» **YOUR ASSIGNMENT**
The answer must consist of every line in the records below that contains the string "stream".

» **DATA FOR PROCESSING**
//! Core parser infrastructure: token cursor, node ids, error reporting.

use lox_lexer::token::{Token, TokenKind};
use lox_types::ast::{Expr, ExprId, ExprKind, Ident, Program};
use lox_types::{Diagnostics, ErrorCode, LoxError, SourceFile, Span};

/// The Lox parser.
///
/// Consumes a token stream produced by the lexer and builds an AST.
/// Collects errors and resynchronises at statement boundaries.
pub struct Parser<'src> {
    /// The token stream.
    tokens: Vec<Token>,
    /// Current index into `tokens`.
    pos: usize,
    /// Source file for error context.
    source_file: &'src SourceFile,
    /// Collected errors.
    errors: Diagnostics,
    /// Id handed to the next expression node.
    next_id: u32,
}

/// Result of parsing.
pub struct ParseResult {
    /// Every declaration that parsed cleanly. Declarations that failed
    /// are dropped after recovery, so this is only safe to run when
    /// `errors` is empty.
    pub program: Program,
    pub errors: Diagnostics,
    /// The first id not used by `program`. Feed it back through
    /// [`Parser::with_id_base`] to keep ids unique across parses.
    pub next_id: u32,
}

impl<'src> Parser<'src> {
    /// Create a new parser from a token stream and source file.
    pub fn new(tokens: Vec<Token>, source_file: &'src SourceFile) -> Self {
        Self::with_id_base(tokens, source_file, 0)
    }

    /// Like [`Parser::new`], numbering expressions from `first_id`.
    pub fn with_id_base(tokens: Vec<Token>, source_file: &'src SourceFile, first_id: u32) -> Self {
        let mut tokens = tokens;
        if tokens.last().map(|t| &t.kind) != Some(&TokenKind::Eof) {
            let end = tokens.last().map(|t| t.span).unwrap_or(Span::point(1, 1));
            tokens.push(Token::new(TokenKind::Eof, end));
        }
        Self {
            tokens,
            pos: 0,
            source_file,
            errors: Diagnostics::empty(),
            next_id: first_id,
        }
    }

    // ── Token Cursor ──────────────────────────────────────────────────────────

    /// Returns the current token without advancing.
    pub(crate) fn peek(&self) -> &Token {
        let last = self.tokens.len() - 1;
        &self.tokens[self.pos.min(last)]
    }

    /// Returns the kind of the current token.
    pub(crate) fn peek_kind(&self) -> &TokenKind {
        &self.peek().kind
    }

    /// Advance the cursor by one and return the consumed token.
    pub(crate) fn advance(&mut self) -> Token {
        let token = self.peek().clone();
        if !self.at_end() {
            self.pos += 1;
        }
        token
    }

    /// Returns the previously consumed token's span.
    pub(crate) fn previous_span(&self) -> Span {
        if self.pos > 0 {
            self.tokens[self.pos - 1].span
        } else {
            Span::point(1, 1)
        }
    }

    /// Returns the span of the current token.
    pub(crate) fn current_span(&self) -> Span {
        self.peek().span
    }

    /// Returns `true` if the current token is `Eof`.
    pub(crate) fn at_end(&self) -> bool {
        matches!(self.peek_kind(), TokenKind::Eof)
    }

    /// Check if the current token matches the given kind exactly.
    pub(crate) fn check(&self, kind: &TokenKind) -> bool {
        self.peek_kind() == kind
    }

    /// If the current token matches, advance and return `true`.
    pub(crate) fn eat(&mut self, kind: &TokenKind) -> bool {
        if self.check(kind) {
            self.advance();
            true
        } else {
            false
        }
    }

    // ── Expect Helpers ────────────────────────────────────────────────────────

    /// Expect a specific token kind, e.g. `expect(&Semicolon, "after value")`
    /// reports `Expect ';' after value.` on a mismatch.
    pub(crate) fn expect(&mut self, expected: &TokenKind, context: &str) -> Option<Token> {
        if self.check(expected) {
            Some(self.advance())
        } else {
            self.error_at_current(
                ErrorCode::EXPECTED_TOKEN,
                format!("Expect '{expected}' {context}."),
            );
            None
        }
    }

    /// Expect an identifier token, describing it as `what` on failure.
    pub(crate) fn expect_identifier(&mut self, what: &str) -> Option<Ident> {
        match self.peek_kind() {
            TokenKind::Identifier(name) => {
                let name = name.clone();
                let span = self.advance().span;
                Some(Ident::new(name, span))
            }
            _ => {
                self.error_at_current(ErrorCode::EXPECTED_TOKEN, format!("Expect {what}."));
                None
            }
        }
    }

    // ── Node Construction ─────────────────────────────────────────────────────

    /// Build an expression node with a fresh id.
    pub(crate) fn expr(&mut self, kind: ExprKind, span: Span) -> Expr {
        let id = ExprId(self.next_id);
        self.next_id += 1;
        Expr::new(id, kind, span)
    }

    // ── Error Reporting ───────────────────────────────────────────────────────

    /// Report an error at the current token position.
    pub(crate) fn error_at_current(&mut self, code: ErrorCode, message: impl Into<String>) {
        let token = self.peek();
        let span = token.span;
        let message = match token.kind {
            TokenKind::Eof => format!("{} (at end)", message.into()),
            _ => message.into(),
        };
        self.error_at(code, message, span);
    }

    /// Report an error at a specific span.
    pub(crate) fn error_at(&mut self, code: ErrorCode, message: impl Into<String>, span: Span) {
        let error = LoxError::at(self.source_file, code, message, span);
        self.errors.push_error(error);
    }

    /// Returns `true` if we've hit the error limit and should stop.
    pub(crate) fn too_many_errors(&self) -> bool {
        self.errors.total_errors >= lox_types::MAX_ERRORS
    }

    // ── Synchronization ───────────────────────────────────────────────────────

    /// Skip tokens until just past a `;` or just before a keyword that
    /// starts a declaration or statement.
    pub(crate) fn synchronize(&mut self) {
        if self.at_end() {
            return;
        }
        let first = self.advance();
        if first.kind == TokenKind::Semicolon {
            return;
        }
        while !self.at_end() {
            match self.peek_kind() {
                TokenKind::Class
                | TokenKind::Fun
                | TokenKind::Var
                | TokenKind::For
                | TokenKind::If
                | TokenKind::While
                | TokenKind::Print
                | TokenKind::Return => return,
                TokenKind::Semicolon => {
                    self.advance();
                    return;
                }
                _ => {
                    self.advance();
                }
            }
        }
    }

    // ── Public API ────────────────────────────────────────────────────────────

    /// Parse the token stream into a `Program` AST.
    pub fn parse(mut self) -> ParseResult {
        let start = self.current_span();
        let mut stmts = Vec::new();
        while !self.at_end() {
            if self.too_many_errors() {
                break;
            }
            if let Some(stmt) = self.parse_declaration() {
                stmts.push(stmt);
            }
        }
        let span = start.merge(self.current_span());
        ParseResult {
            program: Program { stmts, span },
            errors: self.errors,
            next_id: self.next_id,
        }
    }
}
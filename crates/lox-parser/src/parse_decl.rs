//! Declaration parsing: classes, functions, variables.
//!
//! `parse_declaration` is the recovery point of the parser. When a
//! declaration fails, the error has already been reported and the cursor
//! is resynchronised before returning `None`.

use std::rc::Rc;

use lox_lexer::token::TokenKind;
use lox_types::ast::*;
use lox_types::ErrorCode;

use crate::parser::Parser;

/// Upper bound on parameters and call arguments.
pub(crate) const MAX_ARITY: usize = 255;

impl<'src> Parser<'src> {
    /// `declaration = classDecl | funDecl | varDecl | statement`
    pub(crate) fn parse_declaration(&mut self) -> Option<Stmt> {
        let stmt = match self.peek_kind() {
            TokenKind::Class => self.parse_class_decl(),
            TokenKind::Fun => {
                self.advance(); // eat `fun`
                self.parse_function("function").map(Stmt::Function)
            }
            TokenKind::Var => self.parse_var_decl(),
            _ => self.parse_statement(),
        };
        if stmt.is_none() {
            self.synchronize();
        }
        stmt
    }

    /// `classDecl = "class" IDENT ( "<" IDENT )? "{" function* "}"`
    fn parse_class_decl(&mut self) -> Option<Stmt> {
        let start = self.current_span();
        self.advance(); // eat `class`
        let name = self.expect_identifier("class name")?;

        let superclass = if self.eat(&TokenKind::Less) {
            let ident = self.expect_identifier("superclass name")?;
            let span = ident.span;
            Some(self.expr(ExprKind::Variable(ident), span))
        } else {
            None
        };

        self.expect(&TokenKind::LBrace, "before class body")?;
        let mut methods = Vec::new();
        while !self.check(&TokenKind::RBrace) && !self.at_end() {
            methods.push(self.parse_function("method")?);
        }
        self.expect(&TokenKind::RBrace, "after class body")?;

        Some(Stmt::Class(ClassDecl {
            name,
            superclass,
            methods,
            span: start.merge(self.previous_span()),
        }))
    }

    /// `function = IDENT "(" parameters? ")" block`
    ///
    /// `kind` names what is being parsed ("function" or "method") in errors.
    pub(crate) fn parse_function(&mut self, kind: &str) -> Option<Rc<FunctionDecl>> {
        let name = self.expect_identifier(&format!("{kind} name"))?;
        let start = name.span;
        self.expect(&TokenKind::LParen, &format!("after {kind} name"))?;

        let mut params = Vec::new();
        if !self.check(&TokenKind::RParen) {
            loop {
                if params.len() >= MAX_ARITY {
                    self.error_at_current(
                        ErrorCode::TOO_MANY_PARAMETERS,
                        format!("Can't have more than {MAX_ARITY} parameters."),
                    );
                }
                params.push(self.expect_identifier("parameter name")?);
                if !self.eat(&TokenKind::Comma) {
                    break;
                }
            }
        }
        self.expect(&TokenKind::RParen, "after parameters")?;

        if !self.check(&TokenKind::LBrace) {
            self.error_at_current(
                ErrorCode::EXPECTED_TOKEN,
                format!("Expect '{{' before {kind} body."),
            );
            return None;
        }
        let body = self.parse_block()?;

        Some(Rc::new(FunctionDecl {
            name,
            params,
            body: body.stmts,
            span: start.merge(body.span),
        }))
    }

    /// `varDecl = "var" IDENT ( "=" expression )? ";"`
    pub(crate) fn parse_var_decl(&mut self) -> Option<Stmt> {
        let start = self.current_span();
        self.advance(); // eat `var`
        let name = self.expect_identifier("variable name")?;
        let initializer = if self.eat(&TokenKind::Eq) {
            Some(self.parse_expression()?)
        } else {
            None
        };
        self.expect(&TokenKind::Semicolon, "after variable declaration")?;
        Some(Stmt::Var(VarDecl {
            name,
            initializer,
            span: start.merge(self.previous_span()),
        }))
    }
}
//! Token types for the Lox lexer.
//!
//! Defines [`TokenKind`] covering every lexeme in Lox and [`Token`], which
//! pairs a kind with a source [`Span`].

use lox_types::Span;
use std::fmt;

/// All 16 reserved words.
///
/// These cannot be used as identifiers. The lexer recognises each one and
/// emits a specific keyword token instead of [`TokenKind::Identifier`].
pub const ALL_KEYWORDS: &[&str] = &[
    "and", "class", "else", "false", "for", "fun", "if", "nil", "or", "print", "return", "super",
    "this", "true", "var", "while",
];

// ─────────────────────────────────────────────────────────────────────
// Token
// ─────────────────────────────────────────────────────────────────────

/// A single token produced by the Lox lexer.
#[derive(Debug, Clone, PartialEq)]
pub struct Token {
    pub kind: TokenKind,
    pub span: Span,
}

impl Token {
    pub fn new(kind: TokenKind, span: Span) -> Self {
        Self { kind, span }
    }

    pub fn is_keyword(&self) -> bool {
        self.kind.is_keyword()
    }
}

// ─────────────────────────────────────────────────────────────────────
// TokenKind
// ─────────────────────────────────────────────────────────────────────

/// Every token kind in the Lox language.
#[derive(Debug, Clone, PartialEq)]
pub enum TokenKind {
    // ── Literals ──────────────────────────────────────────────

    /// `42`, `3.14`
    Number(f64),
    /// `"hello"` (quotes stripped)
    String(String),
    /// `my_var`, `Point`
    Identifier(String),

    // ── Keywords ─────────────────────────────────────────────

    And,
    Class,
    Else,
    False,
    For,
    Fun,
    If,
    Nil,
    Or,
    Print,
    Return,
    Super,
    This,
    True,
    Var,
    While,

    // ── Operators ────────────────────────────────────────────

    /// `+`
    Plus,
    /// `-`
    Minus,
    /// `*`
    Star,
    /// `/`
    Slash,
    /// `!`
    Bang,
    /// `!=`
    BangEq,
    /// `=`
    Eq,
    /// `==`
    EqEq,
    /// `<`
    Less,
    /// `<=`
    LessEq,
    /// `>`
    Greater,
    /// `>=`
    GreaterEq,

    // ── Punctuation ──────────────────────────────────────────

    LParen,
    RParen,
    LBrace,
    RBrace,
    Comma,
    Dot,
    Semicolon,

    /// End of file
    Eof,
}

impl TokenKind {
    /// Look up a reserved word. Returns `None` for user identifiers.
    pub fn from_keyword(s: &str) -> Option<TokenKind> {
        Some(match s {
            "and" => TokenKind::And,
            "class" => TokenKind::Class,
            "else" => TokenKind::Else,
            "false" => TokenKind::False,
            "for" => TokenKind::For,
            "fun" => TokenKind::Fun,
            "if" => TokenKind::If,
            "nil" => TokenKind::Nil,
            "or" => TokenKind::Or,
            "print" => TokenKind::Print,
            "return" => TokenKind::Return,
            "super" => TokenKind::Super,
            "this" => TokenKind::This,
            "true" => TokenKind::True,
            "var" => TokenKind::Var,
            "while" => TokenKind::While,
            _ => return None,
        })
    }

    pub fn is_keyword(&self) -> bool {
        matches!(
            self,
            TokenKind::And
                | TokenKind::Class
                | TokenKind::Else
                | TokenKind::False
                | TokenKind::For
                | TokenKind::Fun
                | TokenKind::If
                | TokenKind::Nil
                | TokenKind::Or
                | TokenKind::Print
                | TokenKind::Return
                | TokenKind::Super
                | TokenKind::This
                | TokenKind::True
                | TokenKind::Var
                | TokenKind::While
        )
    }
}

impl fmt::Display for TokenKind {
    fn fmt(&self, f: &mut fmt::Formatter<'_>) -> fmt::Result {
        match self {
            TokenKind::Number(n) => write!(f, "{n}"),
            TokenKind::String(s) => write!(f, "\"{s}\""),
            TokenKind::Identifier(s) => f.write_str(s),
            TokenKind::And => f.write_str("and"),
            TokenKind::Class => f.write_str("class"),
            TokenKind::Else => f.write_str("else"),
            TokenKind::False => f.write_str("false"),
            TokenKind::For => f.write_str("for"),
            TokenKind::Fun => f.write_str("fun"),
            TokenKind::If => f.write_str("if"),
            TokenKind::Nil => f.write_str("nil"),
            TokenKind::Or => f.write_str("or"),
            TokenKind::Print => f.write_str("print"),
            TokenKind::Return => f.write_str("return"),
            TokenKind::Super => f.write_str("super"),
            TokenKind::This => f.write_str("this"),
            TokenKind::True => f.write_str("true"),
            TokenKind::Var => f.write_str("var"),
            TokenKind::While => f.write_str("while"),
            TokenKind::Plus => f.write_str("+"),
            TokenKind::Minus => f.write_str("-"),
            TokenKind::Star => f.write_str("*"),
            TokenKind::Slash => f.write_str("/"),
            TokenKind::Bang => f.write_str("!"),
            TokenKind::BangEq => f.write_str("!="),
            TokenKind::Eq => f.write_str("="),
            TokenKind::EqEq => f.write_str("=="),
            TokenKind::Less => f.write_str("<"),
            TokenKind::LessEq => f.write_str("<="),
            TokenKind::Greater => f.write_str(">"),
            TokenKind::GreaterEq => f.write_str(">="),
            TokenKind::LParen => f.write_str("("),
            TokenKind::RParen => f.write_str(")"),
            TokenKind::LBrace => f.write_str("{"),
            TokenKind::RBrace => f.write_str("}"),
            TokenKind::Comma => f.write_str(","),
            TokenKind::Dot => f.write_str("."),
            TokenKind::Semicolon => f.write_str(";"),
            TokenKind::Eof => f.write_str("end of file"),
        }
    }
}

» **YOUR RESPONSE**
/// Consumes a token stream produced by the lexer and builds an AST.
    /// The token stream.
    /// Create a new parser from a token stream and source file.
    /// Parse the token stream into a `Program` AST.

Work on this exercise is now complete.